With cadou.me, I don't have to jump between five sites. I can look at curated lists, read short articles, and get actual inspiration.

That alone made me switch.

3. SEO and external reach – surprisingly useful

I didn't expect this, but cadou.me gets organic traffic from Google and Telegram. My wishlist isn't just a private note – it can actually help someone else find a gift idea.

And if you're into affiliate links, there's potential to earn something on the side. Not the main reason I use it, but nice to have.

4. Flexibility: lists, articles, storefronts

You can create a simple wishlist. Or you can build a themed storefront. Or write a short article about why you love certain products.

It doesn't force you into one mode. That's rare.
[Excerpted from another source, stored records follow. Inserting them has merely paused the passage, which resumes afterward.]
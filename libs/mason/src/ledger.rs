//! Ledger client seam.
//!
//! Everything that touches a chain goes through [`LedgerClient`]. The
//! orchestration code awaits every receipt before moving on, so an
//! implementation never sees two in-flight transactions from the same run.
//!
use alloy_primitives::{Address, Bytes, Selector, B256};
use alloy_sol_types::SolCall;
use async_trait::async_trait;

use crate::error::MasonError;

#[derive(Debug, thiserror::Error)]
pub enum LedgerError {
    #[error("ledger transport failure: {0}")]
    Transport(#[source] Box<dyn std::error::Error + Send + Sync>),

    #[error("ledger rejected request: {0}")]
    Rejected(String),
}

impl LedgerError {
    pub fn transport(err: impl std::error::Error + Send + Sync + 'static) -> Self {
        Self::Transport(Box::new(err))
    }
}

#[derive(Debug, Clone, PartialEq, Eq)]
pub struct LedgerLog {
    pub address: Address,
    pub topics: Vec<B256>,
    pub data: Bytes,
}

#[derive(Debug, Clone, PartialEq, Eq)]
pub struct DeployReceipt {
    pub tx_hash: B256,
    pub address: Option<Address>,
    pub status: bool,
}

#[derive(Debug, Clone, PartialEq, Eq)]
pub struct CallReceipt {
    pub tx_hash: B256,
    pub status: bool,
    pub return_data: Bytes,
    pub logs: Vec<LedgerLog>,
}

#[async_trait]
pub trait LedgerClient: Send + Sync {
    /// Account that signs every transaction.
    fn identity(&self) -> Address;

    /// Address the next ordinary (non-deterministic) deployment will land at.
    async fn estimate_address(&self) -> Result<Address, LedgerError>;

    async fn code_at(&self, address: Address) -> Result<Bytes, LedgerError>;

    async fn broadcast_deployment(&self, payload: Bytes) -> Result<DeployReceipt, LedgerError>;

    async fn broadcast_call(
        &self,
        to: Address,
        selector: Selector,
        args: Bytes,
    ) -> Result<CallReceipt, LedgerError>;

    /// Read-only call, nothing is broadcast.
    async fn read(&self, to: Address, selector: Selector, args: Bytes)
        -> Result<Bytes, LedgerError>;
}

pub async fn has_code<L>(ledger: &L, address: Address) -> Result<bool, LedgerError>
where
    L: LedgerClient + ?Sized,
{
    Ok(!ledger.code_at(address).await?.is_empty())
}

pub async fn send_call<L, C>(ledger: &L, to: Address, call: &C) -> Result<CallReceipt, LedgerError>
where
    L: LedgerClient + ?Sized,
    C: SolCall + Sync,
{
    ledger
        .broadcast_call(to, Selector::from(C::SELECTOR), {
            let mut buf = Vec::new();
            call.abi_encode_raw(&mut buf);
            buf.into()
        })
        .await
}

/// Broadcast and fail with [`MasonError::CallReverted`] on a failed receipt.
pub async fn send_call_checked<L, C>(
    ledger: &L,
    to: Address,
    call: &C,
) -> Result<CallReceipt, MasonError>
where
    L: LedgerClient + ?Sized,
    C: SolCall + Sync,
{
    let receipt = send_call(ledger, to, call).await?;
    if !receipt.status {
        return Err(MasonError::CallReverted {
            call: C::SIGNATURE.to_owned(),
            tx_reference: receipt.tx_hash,
        });
    }
    Ok(receipt)
}

pub async fn read_call<L, C>(ledger: &L, to: Address, call: &C) -> Result<C::Return, MasonError>
where
    L: LedgerClient + ?Sized,
    C: SolCall + Sync,
{
    let data = ledger
        .read(to, Selector::from(C::SELECTOR), {
            let mut buf = Vec::new();
            call.abi_encode_raw(&mut buf);
            buf.into()
        })
        .await?;
    Ok(C::abi_decode_returns(&data, true)?)
}
//! log_msg!() macro
//! ---
//!
//! Deployment steps narrate what they do through `log_msg!()`. Messages go to
//! `tracing` at `INFO` level, so any subscriber installed by the binary picks
//! them up, and tests stay silent unless they install one themselves.
//!
//! Use `tracing::debug!()` directly when the message carries structured fields
//! (addresses, transaction hashes) that are worth filtering on.
//!

pub use tracing;

use tracing_subscriber::{fmt, EnvFilter};

#[macro_export]
macro_rules! log_msg {
    ($fmt:literal $(, $args:expr)* $(,)?) => {
        $crate::log::tracing::info!($fmt $(, $args)*);
    };
}

/// Install the fmt subscriber used by binaries.
///
/// Honours `RUST_LOG`, falling back to `info`. Calling it twice is harmless,
/// the second installation is ignored.
pub fn init_logging() {
    let filter = EnvFilter::try_from_default_env().unwrap_or_else(|_| EnvFilter::new("info"));
    let _ = fmt().with_env_filter(filter).with_target(false).try_init();
}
So where does cadou.me shine?

If you just want a fast, simple wishlist – Listful is fine. No hate.

But if you want:

to discover new gift ideas
to create a wishlist online that's actually fun to browse
to share curated collections with friends or followers

then cadou.me wins.

And yeah, it's great for those searching "create wishlist" tools – because it gives you way more than just a list.

Bottom line

Don't use cadou.me if you only need a barebones checklist.

Use it if you want inspiration, flexibility, and a wishlist that doesn't feel dead.

I'm sticking with it.

Try it yourself: cadou.me – especially if you're tired of boring wishlists.

P.S. If you know another underrated wishlist tool, drop it in the comments. I'm still curious.